After walking down with my bike and looking up, I think I made a wise decision.

Going downhill — slowly, so that Spot can keep up. (Dogs will run themselves to death just to follow you.) — I met 2 hikers with their dogs. They recognized Spot. It seems that his owner lost him early this morning and has been at the foot of the mountain begging hikers to keep an eye out for the adventurous dog. It was then I found out Spot's real name: Oreo. LOL!

Here, they are trying to call the owner on a cell phone. They had to leash Spot Oreo because he wanted to follow me instead. Goodbye, Oreo! It was nice exploring the mountain with you!

Alone again, I continue along the rollercoaster descent of North Peak Access Road, skidding round corners and generally trying not to get myself plastered on the walls.

The fog has partially lifted. Mount Tamalpais (1), (2) can be seen in the distance.

Close up. The little "bump" on the extreme right of the range is East Peak (2572 ft), the middle "bump" is Middle Peak (2516 ft), and to the left of it is West Peak (2574 ft).

To the east, across San Francisco Bay, the 3849 ft Mount Diablo (1), (2) comes into view.

Continuing the descent of North Peak Access Road.

A mountain biker climbing up the last section of "the Wall."

Further down, another mountain biker pedaling up.
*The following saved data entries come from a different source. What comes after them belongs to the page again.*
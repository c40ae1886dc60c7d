use anyhow::{Context, Result};
use time::{Duration, OffsetDateTime, Time};
use tokio::fs::File;
use tokio::io::{AsyncBufReadExt, BufReader};
use tracing::{debug, warn};

use fixtrail_proto::fix::{FixStatus, ObservedFix, Position};
use fixtrail_proto::gps_time::gps_week_tow;

/// Fewer satellites than this cannot give a 3D fix.
const MIN_SATS: u8 = 4;

/// Turns an NMEA log into observed fixes, one per GGA sentence.
pub struct NmeaSource {
    reader: BufReader<File>,
    follow: bool,
    next_index: u32,
    sats_in_view: Option<u8>,
}

impl NmeaSource {
    pub fn file(path: &str, follow: bool) -> Result<Self> {
        let f = std::fs::File::open(path).with_context(|| format!("open nmea file {}", path))?;
        let f = File::from_std(f);
        Ok(Self { reader: BufReader::new(f), follow, next_index: 1, sats_in_view: None })
    }

    /// Next fix, or `None` at end of file unless following.
    pub async fn next_fix(&mut self) -> Result<Option<ObservedFix>> {
        let mut line = String::new();
        loop {
            line.clear();
            let n = self.reader.read_line(&mut line).await.context("read nmea")?;
            if n == 0 {
                if !self.follow {
                    return Ok(None);
                }
                // EOF: wait for the file to grow
                tokio::time::sleep(std::time::Duration::from_millis(500)).await;
                continue;
            }

            let Some(body) = sentence_body(line.trim()) else {
                debug!(line = line.trim(), "skipping invalid nmea sentence");
                continue;
            };

            if is_kind(body, "GSV") {
                if let Some(n) = parse_gsv(body) {
                    self.sats_in_view = Some(n);
                }
                continue;
            }

            if is_kind(body, "GGA") {
                match parse_gga(body) {
                    Some(gga) => return Ok(Some(self.observed(gga, OffsetDateTime::now_utc()))),
                    None => warn!(line = line.trim(), "malformed GGA sentence"),
                }
            }
        }
    }

    fn observed(&mut self, gga: Gga, sample_time: OffsetDateTime) -> ObservedFix {
        let index = self.next_index;
        self.next_index += 1;

        let status = if gga.quality == 0 {
            FixStatus::None
        } else if gga.sats < MIN_SATS {
            FixStatus::NotEnoughSats
        } else {
            FixStatus::Valid
        };

        let fix_time = nearest_fix_time(gga.time, sample_time);
        let (gps_week, gps_tow) = gps_week_tow(fix_time);

        ObservedFix {
            index,
            status,
            sats_in_use: gga.sats,
            sats_observed: self.sats_in_view.unwrap_or(gga.sats).max(gga.sats),
            sample_time,
            fix_time,
            gps_week,
            gps_tow,
            position: Position {
                latitude: gga.lat,
                longitude: gga.lon,
                height: gga.alt,
                pdop: 0.0,
                hdop: gga.hdop,
                vdop: 0.0,
            },
            residual_error: 0.0,
        }
    }
}

#[derive(Debug, Clone, PartialEq)]
struct Gga {
    time: Time,
    quality: u8,
    sats: u8,
    hdop: f64,
    lat: f64,
    lon: f64,
    alt: f64,
}

/// GGA only carries a time of day. Picks the previous, same or next day so
/// the result lies closest to `sample_time`.
fn nearest_fix_time(tod: Time, sample_time: OffsetDateTime) -> OffsetDateTime {
    let same_day = sample_time.date().with_time(tod).assume_utc();
    [same_day - Duration::DAY, same_day, same_day + Duration::DAY]
        .into_iter()
        .min_by_key(|t| (*t - sample_time).abs())
        .unwrap_or(same_day)
}

/// Strips `$` and the checksum, returning `None` if the checksum is wrong.
fn sentence_body(s: &str) -> Option<&str> {
    let s = s.strip_prefix('$')?;
    match s.split_once('*') {
        Some((body, sum)) => {
            let want = u8::from_str_radix(sum.trim(), 16).ok()?;
            let got = body.bytes().fold(0u8, |acc, b| acc ^ b);
            (want == got).then_some(body)
        }
        None => Some(s),
    }
}

/// Matches any talker (`GP`, `GN`, `GL`, ...) for the given sentence type.
fn is_kind(body: &str, kind: &str) -> bool {
    body.get(2..5) == Some(kind)
}

// GGA: time, lat, N/S, lon, E/W, quality, sats, hdop, alt, M, ...
fn parse_gga(body: &str) -> Option<Gga> {
    let parts: Vec<&str> = body.split(',').collect();
    if parts.len() < 10 {
        return None;
    }
    let quality: u8 = parts[6].parse().ok()?;
    Some(Gga {
        time: parse_hhmmss(parts[1])?,
        quality,
        sats: parts[7].parse().unwrap_or(0),
        hdop: parts[8].parse().unwrap_or(99.9),
        lat: parse_deg_min(parts[2], parts[3]).unwrap_or(0.0),
        lon: parse_deg_min(parts[4], parts[5]).unwrap_or(0.0),
        alt: parts[9].parse().unwrap_or(0.0),
    })
}

// GSV: total msgs, msg number, sats in view, ...
fn parse_gsv(body: &str) -> Option<u8> {
    body.split(',').nth(3)?.parse().ok()
}

fn parse_hhmmss(v: &str) -> Option<Time> {
    if v.len() < 6 {
        return None;
    }
    let h: u8 = v.get(0..2)?.parse().ok()?;
    let m: u8 = v.get(2..4)?.parse().ok()?;
    let s: f64 = v.get(4..)?.parse().ok()?;
    let ms = ((s.fract() * 1000.0).round() as u16).min(999);
    Time::from_hms_milli(h, m, s.trunc() as u8, ms).ok()
}

fn parse_deg_min(v: &str, hemi: &str) -> Option<f64> {
    if v.is_empty() { return None; }
    // lat: ddmm.mmmm, lon: dddmm.mmmm
    let dot = v.find('.')?;
    let deg_len = if dot > 4 { 3 } else { 2 };
    let deg: f64 = v.get(..deg_len)?.parse().ok()?;
    let min: f64 = v.get(deg_len..)?.parse().ok()?;
    let mut out = deg + (min / 60.0);
    if hemi == "S" || hemi == "W" { out = -out; }
    Some(out)
}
He is about to climb "the Wall."

An interesting place for a building.

Getting on the rest of Old San Pedro Mountain Road to Pacifica to take a look.

Wider view.

In some sections, the formerly wide road has deteriorated into quasi-singletrack, sometimes with rather hairy exposure.

After cresting Saddle Pass, Old San Pedro Mountain Road begins a gentle, if sinuous, descent to Pacifica.
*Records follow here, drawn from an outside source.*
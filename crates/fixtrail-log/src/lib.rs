pub mod buffer;
pub mod config;
pub mod doctor;
pub mod error;
pub mod format;
pub mod lifecycle;
pub mod writer;

pub use config::WriterConfig;
pub use error::{FormatError, LogError};
pub use lifecycle::FixLog;
pub use writer::WriterState;

pub use fixtrail_proto::fix::{Fix, FixStatus, ObservedFix, Position};
pub mod fix;
pub mod gps_time;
The last mile winds through a cool eucalyptus forest.

Northern trailhead of Old San Pedro Mountain Road, located at the end of Higgins Way in Pacifica.

Climbing back up to Saddle Pass (930 ft), I decided to go exploring and discovered some nice singletrack.

An excerpt from the park brochure:

Sections of McNee Ranch and Montara Mountain are very remote — do not follow "renegade" trails or wander off the marked trails — unless someone knows where you've gone and when, it may take days or even weeks for a rescue or search team to find you.

Met Rick, a resident of Pacifica. He rides a nice vintage 1994 Ibis Mojo. In the picture, he's off to climb up San Pedro Mountain (left).

Composite satellite imagery of the general area.

Monkeying around with my bike.

Looking at Old San Pedro Mountain Road descending from Saddle Pass to Montara. To the right is Green Valley.

What you get for daydreaming while descending. My Camelbak took the brunt of my crash though. Whew!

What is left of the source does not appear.